----- DATA FOR THIS EXERCISE

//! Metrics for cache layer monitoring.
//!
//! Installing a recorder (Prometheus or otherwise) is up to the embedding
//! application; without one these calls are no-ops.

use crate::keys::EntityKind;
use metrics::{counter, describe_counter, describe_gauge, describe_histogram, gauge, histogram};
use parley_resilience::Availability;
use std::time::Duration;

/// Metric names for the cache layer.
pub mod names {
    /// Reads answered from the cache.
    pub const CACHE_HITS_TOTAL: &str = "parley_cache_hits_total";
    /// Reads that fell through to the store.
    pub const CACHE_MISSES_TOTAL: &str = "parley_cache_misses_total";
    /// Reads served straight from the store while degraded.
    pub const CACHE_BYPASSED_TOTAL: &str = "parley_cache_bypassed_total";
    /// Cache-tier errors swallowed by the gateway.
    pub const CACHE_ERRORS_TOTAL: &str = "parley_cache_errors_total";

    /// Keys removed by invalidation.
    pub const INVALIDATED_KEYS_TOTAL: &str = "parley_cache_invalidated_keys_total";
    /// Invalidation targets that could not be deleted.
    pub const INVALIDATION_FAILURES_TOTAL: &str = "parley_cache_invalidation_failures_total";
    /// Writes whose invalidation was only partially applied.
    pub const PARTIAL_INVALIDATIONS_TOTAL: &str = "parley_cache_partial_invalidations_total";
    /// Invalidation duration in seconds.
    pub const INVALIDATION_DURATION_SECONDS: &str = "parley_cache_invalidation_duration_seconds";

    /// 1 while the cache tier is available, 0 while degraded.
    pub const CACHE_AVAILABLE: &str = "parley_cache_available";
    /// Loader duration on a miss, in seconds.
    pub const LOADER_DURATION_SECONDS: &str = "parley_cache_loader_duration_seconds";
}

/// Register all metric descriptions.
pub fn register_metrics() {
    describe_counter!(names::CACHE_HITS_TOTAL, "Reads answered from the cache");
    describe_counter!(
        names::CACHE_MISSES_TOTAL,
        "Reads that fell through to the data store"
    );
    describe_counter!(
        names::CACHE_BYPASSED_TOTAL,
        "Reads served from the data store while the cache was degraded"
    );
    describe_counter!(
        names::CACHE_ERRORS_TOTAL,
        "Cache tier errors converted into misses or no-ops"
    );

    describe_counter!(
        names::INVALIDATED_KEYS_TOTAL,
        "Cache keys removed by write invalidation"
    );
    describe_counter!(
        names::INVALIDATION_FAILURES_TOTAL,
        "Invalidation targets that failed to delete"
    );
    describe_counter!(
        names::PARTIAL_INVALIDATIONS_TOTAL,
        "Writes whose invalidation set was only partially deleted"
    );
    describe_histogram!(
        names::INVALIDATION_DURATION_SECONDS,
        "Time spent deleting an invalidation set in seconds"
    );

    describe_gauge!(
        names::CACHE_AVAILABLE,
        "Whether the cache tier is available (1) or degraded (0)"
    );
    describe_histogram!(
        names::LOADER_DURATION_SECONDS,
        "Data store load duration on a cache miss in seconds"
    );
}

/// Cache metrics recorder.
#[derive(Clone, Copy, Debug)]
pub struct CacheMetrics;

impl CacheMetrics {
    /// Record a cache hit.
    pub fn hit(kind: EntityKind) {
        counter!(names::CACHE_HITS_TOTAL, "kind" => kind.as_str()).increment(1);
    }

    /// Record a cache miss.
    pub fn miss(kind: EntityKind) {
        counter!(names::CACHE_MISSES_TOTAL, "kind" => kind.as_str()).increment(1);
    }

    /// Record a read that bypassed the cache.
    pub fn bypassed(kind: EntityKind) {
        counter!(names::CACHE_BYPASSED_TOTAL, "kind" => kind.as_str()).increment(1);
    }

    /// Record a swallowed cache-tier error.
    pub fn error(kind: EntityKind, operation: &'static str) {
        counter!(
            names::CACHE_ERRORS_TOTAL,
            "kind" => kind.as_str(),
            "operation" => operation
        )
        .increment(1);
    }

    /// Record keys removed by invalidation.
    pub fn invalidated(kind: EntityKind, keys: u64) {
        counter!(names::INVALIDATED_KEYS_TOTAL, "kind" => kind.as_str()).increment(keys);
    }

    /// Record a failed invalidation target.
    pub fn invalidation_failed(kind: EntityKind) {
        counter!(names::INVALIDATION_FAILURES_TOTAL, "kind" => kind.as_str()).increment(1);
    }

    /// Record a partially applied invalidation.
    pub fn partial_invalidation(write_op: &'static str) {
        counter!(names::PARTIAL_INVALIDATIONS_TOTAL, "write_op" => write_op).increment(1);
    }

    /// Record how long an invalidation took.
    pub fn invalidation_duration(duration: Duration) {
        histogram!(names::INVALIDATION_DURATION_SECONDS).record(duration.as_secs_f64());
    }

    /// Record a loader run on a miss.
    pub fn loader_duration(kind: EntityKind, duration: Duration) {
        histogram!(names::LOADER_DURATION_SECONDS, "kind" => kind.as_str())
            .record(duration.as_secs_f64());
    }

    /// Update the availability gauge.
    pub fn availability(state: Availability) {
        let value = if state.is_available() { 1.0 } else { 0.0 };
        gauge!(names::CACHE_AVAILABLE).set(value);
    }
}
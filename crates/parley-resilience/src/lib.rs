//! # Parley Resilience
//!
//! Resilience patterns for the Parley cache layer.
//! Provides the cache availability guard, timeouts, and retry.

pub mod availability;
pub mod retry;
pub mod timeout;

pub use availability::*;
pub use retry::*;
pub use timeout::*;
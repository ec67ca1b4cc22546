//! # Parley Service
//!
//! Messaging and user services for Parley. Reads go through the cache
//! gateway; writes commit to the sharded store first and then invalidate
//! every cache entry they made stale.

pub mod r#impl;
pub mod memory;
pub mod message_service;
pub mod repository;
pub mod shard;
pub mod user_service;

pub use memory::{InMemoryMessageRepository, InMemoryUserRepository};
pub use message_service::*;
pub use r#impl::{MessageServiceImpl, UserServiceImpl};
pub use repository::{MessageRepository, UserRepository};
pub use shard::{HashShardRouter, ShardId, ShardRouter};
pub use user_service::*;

----------

## PROBLEM DETAILS
Looking through the records, copy out every line in which the word "CacheMetrics" is found.

## RESULT OF THIS EXERCISE
pub struct CacheMetrics;
impl CacheMetrics {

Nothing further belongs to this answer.